The Defense Ministry has rejected the US's security plan for the Jordan Valley, Maariv reports Wednesday.
According to the daily, Jerusalem has told US officials ahead of US Secretary of State John Kerry's visit this week that the Jordan Valley security arrangement is unacceptable for Israel's security needs. This report remains unconfirmed.
The US's security plan involves a slow transition from IDF patrols over the region to Palestinian Authority (PA) forces, with an international presence, according to reports. IDF drones would also be deployed over the area, as a means of gathering information about any terrorist activity that could potentially develop there.
The Israeli government has insisted that the region is of crucial importance to Israel's future, and has been critical of plans to hand over the area to the PA. Prime Minister Binyamin Netanyahu has insisted that in the event that Israel withdrew from Judea and Samaria, as per Kerry's plans, the Jordan Valley be kept under Israeli control.
The US's plan is based on the 1967 "Allon Plan," which received wide acclaim at the time. The plan insists that the Jordan Valley is the key to Israel's security, even in the event of a withdrawal to 1949 Armistice Lines; however, analysts have noted that the rest of Judea and Samaria is actually more crucial to Israel's security than the Jordan Valley itself.
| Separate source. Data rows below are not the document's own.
//! Delivery archives.
//!
//! One zip per pair folder found under the build root, written flat into the
//! distribution root:
//!
//! ```text
//! dev/susan/300x250/**  ──▶  dist/Acme Spring susan 300x250 v1.2.0.zip
//! ```
//!
//! Pairs are re-discovered from disk rather than taken from the build stage,
//! so the archive reflects exactly what is in `dev/`. Entry paths are
//! relative to the pair folder (`index.html`, `assets/logo.png`), entries are
//! added in sorted order and every timestamp is pinned to 1980-01-01, so the
//! same build always produces the same bytes.

use crate::metadata::Metadata;
use crate::types::Pair;
use std::fs::{self, File};
use std::io;
use std::path::{Path, PathBuf};
use thiserror::Error;
use walkdir::WalkDir;
use zip::write::SimpleFileOptions;
use zip::{CompressionMethod, DateTime, ZipArchive, ZipWriter};

#[derive(Error, Debug)]
pub enum ArchiveError {
    #[error("IO error on {path}: {source}")]
    Io {
        path: PathBuf,
        #[source]
        source: io::Error,
    },
    #[error("cannot walk {path}: {source}")]
    Walk {
        path: PathBuf,
        #[source]
        source: walkdir::Error,
    },
    #[error("zip error in {path}: {source}")]
    Zip {
        path: PathBuf,
        #[source]
        source: zip::result::ZipError,
    },
}

/// One member of a written archive.
#[derive(Debug, Clone, PartialEq, Eq)]
pub struct ArchiveEntry {
    /// Path inside the archive, `/`-separated; directories end in `/`.
    pub name: String,
    pub size: u64,
    pub compressed: u64,
    pub is_dir: bool,
}

#[derive(Debug, Clone)]
pub struct ArchiveReport {
    pub pair: Pair,
    /// Archive file name.
    pub name: String,
    pub path: PathBuf,
    pub entries: Vec<ArchiveEntry>,
    /// Sum of uncompressed file sizes.
    pub total: u64,
    /// Size of the zip on disk.
    pub bytes: u64,
}

fn entry_name(rel: &Path) -> String {
    rel.components()
        .map(|c| c.as_os_str().to_string_lossy())
        .collect::<Vec<_>>()
        .join("/")
}

/// Entry options for a deflate level; level 0 stores members uncompressed.
fn entry_options(compression_level: u32) -> SimpleFileOptions {
    let options = SimpleFileOptions::default().last_modified_time(DateTime::default());
    match compression_level {
        0 => options.compression_method(CompressionMethod::Stored),
        level => options
            .compression_method(CompressionMethod::Deflated)
            .compression_level(Some(i64::from(level))),
    }
}

/// Zip `<dev_root>/<variant>/<size>/` into `dist_root`.
///
/// The archive is written under a hidden `.partial` name and renamed into
/// place once complete; on failure the partial file is removed, so `dist/`
/// only ever holds finished archives.
pub fn archive_pair(
    pair: &Pair,
    dev_root: &Path,
    dist_root: &Path,
    metadata: &Metadata,
    compression_level: u32,
) -> Result<ArchiveReport, ArchiveError> {
    let src = pair.dir_in(dev_root);
    let name = metadata.archive_name(&pair.variant, &pair.size);
    let path = dist_root.join(&name);
    let partial = dist_root.join(format!(".{name}.partial"));

    fs::create_dir_all(dist_root).map_err(io_err(dist_root))?;
    if let Err(err) = write_archive(&src, &partial, entry_options(compression_level)) {
        if let Err(cleanup) = fs::remove_file(&partial) {
            tracing::debug!(file = %partial.display(), error = %cleanup, "partial archive not removed");
        }
        return Err(err);
    }
    fs::rename(&partial, &path).map_err(io_err(&path))?;

    let entries = read_entries(&path)?;
    let total = entries.iter().map(|e| e.size).sum();
    let bytes = fs::metadata(&path).map_err(io_err(&path))?.len();
    tracing::info!(archive = %path.display(), entries = entries.len(), bytes, "archive written");

    Ok(ArchiveReport {
        pair: pair.clone(),
        name,
        path,
        entries,
        total,
        bytes,
    })
}

fn io_err(path: &Path) -> impl FnOnce(io::Error) -> ArchiveError {
    let path = path.to_path_buf();
    move |source| ArchiveError::Io { path, source }
}

/// Write every entry under `src`, sorted, to a fresh zip at `out`.
fn write_archive(src: &Path, out: &Path, options: SimpleFileOptions) -> Result<(), ArchiveError> {
    let zip_err = |source: zip::result::ZipError| ArchiveError::Zip {
        path: out.to_path_buf(),
        source,
    };

    let file = File::create(out).map_err(io_err(out))?;
    let mut zip = ZipWriter::new(file);
    for entry in WalkDir::new(src).min_depth(1).sort_by_file_name() {
        let entry = entry.map_err(|source| ArchiveError::Walk {
            path: src.to_path_buf(),
            source,
        })?;
        let Ok(rel) = entry.path().strip_prefix(src) else {
            continue;
        };
        let member = entry_name(rel);
        if entry.file_type().is_dir() {
            zip.add_directory(member, options).map_err(zip_err)?;
        } else {
            zip.start_file(member, options).map_err(zip_err)?;
            let mut input = File::open(entry.path()).map_err(io_err(entry.path()))?;
            io::copy(&mut input, &mut zip).map_err(io_err(entry.path()))?;
        }
    }

    let file = zip.finish().map_err(zip_err)?;
    file.sync_all().map_err(io_err(out))
}

/// Member sizes of an existing archive, in archive order.
pub fn read_entries(path: &Path) -> Result<Vec<ArchiveEntry>, ArchiveError> {
    let zip_err = |source: zip::result::ZipError| ArchiveError::Zip {
        path: path.to_path_buf(),
        source,
    };
    let file = File::open(path).map_err(|source| ArchiveError::Io {
        path: path.to_path_buf(),
        source,
    })?;
    let mut archive = ZipArchive::new(file).map_err(zip_err)?;
    let mut entries = Vec::with_capacity(archive.len());
    for i in 0..archive.len() {
        let member = archive.by_index(i).map_err(zip_err)?;
        entries.push(ArchiveEntry {
            name: member.name().to_string(),
            size: member.size(),
            compressed: member.compressed_size(),
            is_dir: member.is_dir(),
        });
    }
    Ok(entries)
}

#[cfg(test)]
mod tests {
    use super::*;
    use crate::test_helpers::sample_metadata;
    use std::io::Read;
    use tempfile::TempDir;

    fn built_pair(dev: &Path) -> Pair {
        let pair = Pair::new("susan", "300x250");
        let dir = pair.dir_in(dev);
        fs::create_dir_all(dir.join("assets/img")).unwrap();
        fs::write(dir.join("index.html"), "<html>".repeat(200)).unwrap();
        fs::write(dir.join("screen.css"), "body{}").unwrap();
        fs::write(dir.join("assets/img/bg.jpg"), [0u8; 64]).unwrap();
        pair
    }

    #[test]
    fn archive_is_named_after_metadata_and_pair() {
        let tmp = TempDir::new().unwrap();
        let dev = tmp.path().join("dev");
        let dist = tmp.path().join("dist");
        let pair = built_pair(&dev);

        let report = archive_pair(&pair, &dev, &dist, &sample_metadata(), 9).unwrap();
        assert_eq!(report.name, "Acme Spring susan 300x250 v1.2.0.zip");
        assert_eq!(report.path, dist.join(&report.name));
        assert!(report.bytes > 0);
        assert_eq!(report.bytes, fs::metadata(&report.path).unwrap().len());
    }

    #[test]
    fn entries_are_relative_and_sorted() {
        let tmp = TempDir::new().unwrap();
        let dev = tmp.path().join("dev");
        let pair = built_pair(&dev);

        let report =
            archive_pair(&pair, &dev, &tmp.path().join("dist"), &sample_metadata(), 9).unwrap();
        let names: Vec<&str> = report.entries.iter().map(|e| e.name.as_str()).collect();
        assert_eq!(
            names,
            vec![
                "assets/",
                "assets/img/",
                "assets/img/bg.jpg",
                "index.html",
                "screen.css"
            ]
        );
        assert_eq!(report.total, 1200 + 6 + 64);
    }

    #[test]
    fn archive_contents_roundtrip() {
        let tmp = TempDir::new().unwrap();
        let dev = tmp.path().join("dev");
        let pair = built_pair(&dev);
        let report =
            archive_pair(&pair, &dev, &tmp.path().join("dist"), &sample_metadata(), 9).unwrap();

        let mut archive = ZipArchive::new(File::open(&report.path).unwrap()).unwrap();
        let mut css = String::new();
        archive
            .by_name("screen.css")
            .unwrap()
            .read_to_string(&mut css)
            .unwrap();
        assert_eq!(css, "body{}");
    }

    #[test]
    fn repetitive_content_compresses() {
        let tmp = TempDir::new().unwrap();
        let dev = tmp.path().join("dev");
        let pair = built_pair(&dev);
        let report =
            archive_pair(&pair, &dev, &tmp.path().join("dist"), &sample_metadata(), 9).unwrap();
        let html = report
            .entries
            .iter()
            .find(|e| e.name == "index.html")
            .unwrap();
        assert!(html.compressed < html.size);
    }

    #[test]
    fn rezipping_is_byte_identical() {
        let tmp = TempDir::new().unwrap();
        let dev = tmp.path().join("dev");
        let dist = tmp.path().join("dist");
        let pair = built_pair(&dev);

        let first = archive_pair(&pair, &dev, &dist, &sample_metadata(), 6).unwrap();
        let a = fs::read(&first.path).unwrap();
        let second = archive_pair(&pair, &dev, &dist, &sample_metadata(), 6).unwrap();
        let b = fs::read(&second.path).unwrap();
        assert_eq!(a, b);
    }

    #[test]
    fn overwrites_previous_archive() {
        let tmp = TempDir::new().unwrap();
        let dev = tmp.path().join("dev");
        let dist = tmp.path().join("dist");
        let pair = built_pair(&dev);
        fs::create_dir_all(&dist).unwrap();
        let name = sample_metadata().archive_name("susan", "300x250");
        fs::write(dist.join(&name), "stale").unwrap();

        let report = archive_pair(&pair, &dev, &dist, &sample_metadata(), 9).unwrap();
        assert_eq!(read_entries(&report.path).unwrap().len(), 5);
        assert_eq!(fs::read_dir(&dist).unwrap().count(), 1);
    }

    #[test]
    fn level_zero_stores_members() {
        let tmp = TempDir::new().unwrap();
        let dev = tmp.path().join("dev");
        let pair = built_pair(&dev);

        let report =
            archive_pair(&pair, &dev, &tmp.path().join("dist"), &sample_metadata(), 0).unwrap();
        let files: Vec<&ArchiveEntry> = report.entries.iter().filter(|e| !e.is_dir).collect();
        assert_eq!(files.len(), 3);
        assert!(files.iter().all(|e| e.compressed == e.size));

        let mut archive = ZipArchive::new(File::open(&report.path).unwrap()).unwrap();
        let mut css = String::new();
        archive
            .by_name("screen.css")
            .unwrap()
            .read_to_string(&mut css)
            .unwrap();
        assert_eq!(css, "body{}");
    }

    #[test]
    fn every_accepted_level_archives() {
        let tmp = TempDir::new().unwrap();
        let dev = tmp.path().join("dev");
        let dist = tmp.path().join("dist");
        let pair = built_pair(&dev);

        for level in 0..=9 {
            let report = archive_pair(&pair, &dev, &dist, &sample_metadata(), level)
                .unwrap_or_else(|e| panic!("level {level}: {e}"));
            assert_eq!(report.entries.len(), 5);
        }
    }

    #[cfg(unix)]
    #[test]
    fn failed_archive_leaves_nothing_in_dist() {
        let tmp = TempDir::new().unwrap();
        let dev = tmp.path().join("dev");
        let dist = tmp.path().join("dist");
        let pair = built_pair(&dev);
        std::os::unix::fs::symlink(
            tmp.path().join("missing.png"),
            pair.dir_in(&dev).join("assets/broken.png"),
        )
        .unwrap();

        let err = archive_pair(&pair, &dev, &dist, &sample_metadata(), 9).unwrap_err();
        assert!(matches!(err, ArchiveError::Io { .. }));
        assert_eq!(fs::read_dir(&dist).unwrap().count(), 0);
    }
}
Despite this, the Israeli government has insisted that its only "red line" would be maintaining its presence in the Valley. On Sunday, a Ministerial Cabinet approved a bill to annex the Valley on that premise.
MK Ofir Akunis reiterated this stance Tuesday, stating, “the Jordan Valley is Israel's iron wall, and only the presence of the IDF and the settlers of the Valley, will guarantee the security of the citizens of Israel. Whoever cedes the Jordan Valley, will abandon Israel's security.”